I got realistic and decided upon two goals: to not wipe-out while skiing, and to hit the target every time. Bulls-eye was an added bonus.


I was slated third to start the race. Eric went first and I was at the line 60 seconds later. I started strong. With all my amateur archery biathlete might, I forged forward, relishing every stride. And then Eric passed me. On my first lap. I shook it off—I mean, the guy was on the U.S. National Team. But then another competitor passed me, and then another.

I conceded that the majority of the field outclassed me. I vowed to ski my own race and started taking notes. Most archery biathletes made use of the “skating” technique, which is generally faster than the traditional diagonal stride (“classic”) style of skiing I was using. No wonder they were able to pass me so effortlessly.

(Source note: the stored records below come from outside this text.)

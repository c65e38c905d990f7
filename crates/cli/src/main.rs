//! # InfoRecon
//!
//! Cached reconnaissance lookups over HTTP: DNS records, IP geolocation and
//! ASN data, and web search.

mod bootstrap;
mod di;
mod server;

use clap::Parser;
use inforecon_api::AppState;
use inforecon_domain::{CacheBackend, CliOverrides};
use inforecon_jobs::{CacheSweepJob, JobRunner};
use tokio_util::sync::CancellationToken;
use tracing::{error, info};

use di::{build_cache_store, Providers, UseCases};

#[derive(Parser)]
#[command(name = "inforecon")]
#[command(version)]
#[command(about = "Cached DNS, IP and web search reconnaissance service")]
struct Cli {
    /// Path to the TOML config file (defaults to ./inforecon.toml when present)
    #[arg(short = 'c', long)]
    config: Option<String>,

    /// Bind address
    #[arg(short = 'b', long)]
    bind: Option<String>,

    /// HTTP port
    #[arg(short = 'p', long)]
    port: Option<u16>,

    /// Cache backend: redis or memory
    #[arg(long)]
    cache_backend: Option<CacheBackend>,

    /// Log level: trace, debug, info, warn, error
    #[arg(short = 'l', long)]
    log_level: Option<String>,
}

#[tokio::main]
async fn main() -> anyhow::Result<()> {
    let cli = Cli::parse();

    let overrides = CliOverrides {
        bind_address: cli.bind,
        port: cli.port,
        cache_backend: cli.cache_backend,
        log_level: cli.log_level,
    };

    let config = bootstrap::load_config(cli.config.as_deref(), overrides)?;
    bootstrap::init_logging(&config);
    bootstrap::log_config_summary(cli.config.as_deref(), &config);

    info!(version = env!("CARGO_PKG_VERSION"), "InfoRecon starting");

    let store = build_cache_store(&config).await;
    let cache_backend = store.backend_name();
    let providers = Providers::new(&config)?;
    let use_cases = UseCases::new(&config, store.clone(), providers);

    let shutdown = CancellationToken::new();

    if cache_backend == "memory" {
        JobRunner::new()
            .with_cache_sweep(
                CacheSweepJob::new(store)
                    .with_interval(config.cache.sweep_interval_secs)
                    .with_cancellation(shutdown.clone()),
            )
            .start()
            .await;
    }

    let state = AppState {
        get_dns_info: use_cases.get_dns_info,
        get_ip_info: use_cases.get_ip_info,
        batch_ip_info: use_cases.batch_ip_info,
        web_search: use_cases.web_search,
        max_batch_size: config.server.max_batch_size,
        cache_backend,
    };

    let signal_token = shutdown.clone();
    tokio::spawn(async move {
        if let Err(e) = tokio::signal::ctrl_c().await {
            error!(error = %e, "Failed to listen for shutdown signal");
            return;
        }
        info!("Shutdown signal received");
        signal_token.cancel();
    });

    let result = server::start_web_server(&config.server, state, shutdown.clone()).await;
    shutdown.cancel();

    if let Err(e) = &result {
        error!(error = %e, "HTTP server failed");
    }
    result
}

Oh, and also because I was slow.

By the time I finished lap two and skied up to the range, I was panting heavily. I grabbed the bow. It bobbed up and down like a ship on a tempestuous sea. I had not taken into account that I would be shooting under such conditions. Regardless, I somehow tamed the tempest and hit the target every time.

Like a masochist, I repeated the process two more times and completed four more laps with two stops at the range. I was exhausted when I finally crossed the finish line but my spirits were lifted when my supporters cheered me on.

OK, most of them were Winter Festival volunteers who were supposed to be there but hey, fans are fans.

I ran to the edge of the track to watch Kristy’s race. It wasn’t pretty. I mean, she should have won the rookie of the race award: first time on skis, first time shooting a bow, and first time in a biathlon. And her finish was spectacular. She made her final shots, turned toward the finish line and face planted. She somehow crawled across the line, leaving a trail of her sunglasses, hat, and gloves. She laughed.

Until she saw me.

Her look of death confirmed my worst fears. And at that moment in Bryce Canyon National Park, I realized I had surpassed the limits of friendship—a limit that no amount of belching garlic pizza could ever match.